Da mesi i regolatori internazionali indagano su 16 banche internazionali, fra cui vi sono anche UBS, Bank of America, Citigroup, Royal Bank of Scotland e Barclays.

In questi giorni soprattutto Barclays è al centro dell’attenzione per la multa di 451 milioni di dollari per la manipolazione del Libor, vicenda che ha portato alle dimissioni del direttore generale Bob Diamond e che ha fatto crollare il titolo del 16% nel giro di 24 ore.
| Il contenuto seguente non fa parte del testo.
//! Axum router assembly.

use axum::Router;
use axum::routing::{get, post};
use tower_http::trace::TraceLayer;

use doorbridge_app::ports::{ControllerApi, HubApi};

use crate::state::AppState;

/// Build the top-level axum [`Router`].
///
/// Exposes the two webhook ingest routes and a health check. Includes a
/// [`TraceLayer`] that logs each HTTP request/response at the `DEBUG` level
/// using the `tracing` ecosystem.
pub fn build<C, H>(state: AppState<C, H>) -> Router
where
    C: ControllerApi + Send + Sync + 'static,
    H: HubApi + Send + Sync + 'static,
{
    Router::new()
        .route("/health", get(health_check))
        .route(
            "/webhook/controller",
            post(crate::webhooks::controller::receive::<C, H>),
        )
        .route("/webhook/hub", post(crate::webhooks::hub::receive::<C, H>))
        .layer(TraceLayer::new_for_http())
        .with_state(state)
}

async fn health_check() -> &'static str {
    "OK"
}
Il governo britannico ha annunciato l’apertura di un’inchiesta parlamentare, ma il leader dell’opposizione laburista Ed Miliband chiede che sia la giustizia a occuparsi del caso : “E’ necessaria un’inchiesta indipendente condotta da un giudice che andrà a fondo di queste pratiche. Lo dico al premier David Cameron, se non ordina un’inchiesta giudiziaria sulla manipolazione del Libor significa che non ha capito la gravità e la vastità della crisi.”
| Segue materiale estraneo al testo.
//! Ingest handler for Access Controller deliveries.

use std::sync::Arc;

use axum::body::Bytes;
use axum::extract::State;
use axum::http::{HeaderMap, StatusCode};
use axum::response::{IntoResponse, Response};

use doorbridge_app::ports::{ControllerApi, HubApi};
use doorbridge_domain::event::{ControllerEnvelope, ControllerEvent};

use crate::signature::validate_payload;
use crate::state::AppState;

/// Handle `POST /webhook/controller`.
///
/// Requires both an exact shared-token match on the `Authorization` header
/// and a valid HMAC signature of the body. On success the parsed event is
/// dispatched to a tracked task and the response returns immediately.
pub async fn receive<C, H>(
    State(state): State<AppState<C, H>>,
    headers: HeaderMap,
    body: Bytes,
) -> Response
where
    C: ControllerApi + Send + Sync + 'static,
    H: HubApi + Send + Sync + 'static,
{
    let auth = headers
        .get("Authorization")
        .and_then(|value| value.to_str().ok())
        .unwrap_or_default();
    if auth != state.auth_token.as_ref() {
        tracing::warn!("controller webhook rejected: invalid auth token");
        return (StatusCode::FORBIDDEN, "Forbidden").into_response();
    }

    let signature = headers
        .get("Signature")
        .and_then(|value| value.to_str().ok())
        .unwrap_or_default();
    if let Err(err) = validate_payload(&body, signature, &state.signing_secret) {
        tracing::warn!(error = %err, "controller webhook rejected: signature validation failed");
        return (
            StatusCode::UNAUTHORIZED,
            format!("Signature validation failed: {err}"),
        )
            .into_response();
    }

    let envelope: ControllerEnvelope = match serde_json::from_slice(&body) {
        Ok(envelope) => envelope,
        Err(err) => {
            tracing::warn!(error = %err, "controller webhook rejected: invalid event JSON");
            return (StatusCode::BAD_REQUEST, "Invalid event JSON").into_response();
        }
    };
    let event = match ControllerEvent::from_envelope(envelope) {
        Ok(event) => event,
        Err(err) => {
            tracing::warn!(error = %err, "controller webhook rejected: invalid event payload");
            return (StatusCode::BAD_REQUEST, "Invalid event JSON").into_response();
        }
    };

    let router = Arc::clone(&state.router);
    state.tasks.spawn(async move {
        router.handle_controller_event(event).await;
    });

    (StatusCode::OK, "OK").into_response()
}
La manipolazione del tasso interbancario Libor ha gravi conseguenze in quanto si tratta di un tasso di riferimento importante per milioni di contratti a livello internazionale. Il valore dei titoli per i quali è il principale tasso di riferimento ammonta a 360 mila miliardi di dollari.
Questo tasso viene calcolato ogni giorno dalla British Bankers’ Association tramite la media degli 8 valori centrali forniti da 16 grandi banche. Proprio queste banche sono al centro dell’inchiesta internazionale con l’accusa di aver formato una lobby per manipolare il suo valore.